Así, de los 7,2 homicidios por cada 100.000 habitantes de 1992, se pasó en 2017 a 6,1, disminuyendo, en términos generales, el riesgo de morir por esa causa.

«En términos de una tendencia a muy largo plazo, estamos en las décadas más pacíficas» dijo Angela Me.

Sin embargo, dentro de esa tendencia general, desde 2015 se ha detectado una leve subida, por primera vez en décadas de bajada.

Ese aumento puede explicarse por el aumento en América Latina, la región con la tasa más alta y la única donde sube y, especialmente, en países como Brasil y México, cuyo peso demográfico influye en la tasa de todo el continente.

Dentro del continente americano, con una tasa media de 17,2, destacan los altos índices de Centroamérica (25,9), Sudamérica (24,2) y el Caribe (15,1), lejos de las cifras del resto del mundo: África (13), Europa (3), Oceanía (2,8) y Asia (2,3).

Por subregiones, las tasas más bajas, de 1 homicidio por cada 100.000 habitantes al año, se encuentran en Europa Occidental, el este de Asia, Australia y Nueva Zelanda.

Al hablar de las causas, el reporte señala factores como la desigualdad, el desempleo, la corrupción, la inestabilidad política, los estereotipos de género y el crimen organizado.

De hecho, la ONUDD destaca que si el crecimiento económico no se reparte equitativamente en la sociedad, la violencia puede subir.

Con todo, Angela Me explica que si, en general, «las diferencias en tasas de homicidios entre países pueden ser explicadas principalmente con el desarrollo socioeconómico», en América Latina no siempre se cumple esa correlación.

«La interpretación es que hay un componente que otras regiones no tienen, que es el crimen organizado y las bandas», señala Me, que añade a esa ecuación el extendido uso de armas de fuego, mucho más habitual que en otras partes del mundo.

Así, en países como Honduras, El Salvador o Venezuela, las tasas de homicidios son mucho más altas de lo que correspondería a su desarrollo socioeconómico.

La ONUDD destaca también el impacto del crimen organizado, responsable del 19% de todos los homicidios en 2017. El informe estima que entre 2002 y 2017, el crimen organizado ha matado a un millón de personas, tantas como víctimas de guerras.

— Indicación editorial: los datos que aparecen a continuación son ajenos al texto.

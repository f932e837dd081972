//! One wgpu device and surface per window.
//!
//! Failing to create either is fatal: there is no software fallback.

mod gpu;

pub use gpu::{Frame, Gpu, GpuInit};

En América Latina, las maras y el narcotráfico son elementos clave en esa relación de crimen organizado y alta tasa de homicidio.

Respecto a las maras, el informe alerta de los altísimos índices de muertes violentas entre adolescentes y jóvenes varones en algunos países de Centroamérica, aunque también en otras naciones. La ONU se refiere al fenómeno de los «ninis», los jóvenes que ni trabajan ni estudian.

La ONUDD estima que el 21 % de los jóvenes latinoamericanos de entre 15 y 24 años caían en la categoría de «ninis» en el año 2015. La solución, dice la ONU, pasa por más educación, más trabajo comunitario y un desarrollo de las policías de barrio.

Violencia de género

El Estudio dedica un capítulo entero a los crímenes machistas y destaca que, aunque las mujeres suponen sólo el 20% de todas las víctimas de homicidios, son la inmensa mayoría en los crímenes de pareja.

Así, casi el 60% de las 87.000 mujeres que fueron asesinadas en 2017 en todo el mundo fueron víctimas de un crimen machista cometido por sus parejas, exparejas o familiares hombres, lo que hace que el hogar, insiste la ONU, sea «el lugar más peligroso» para ellas.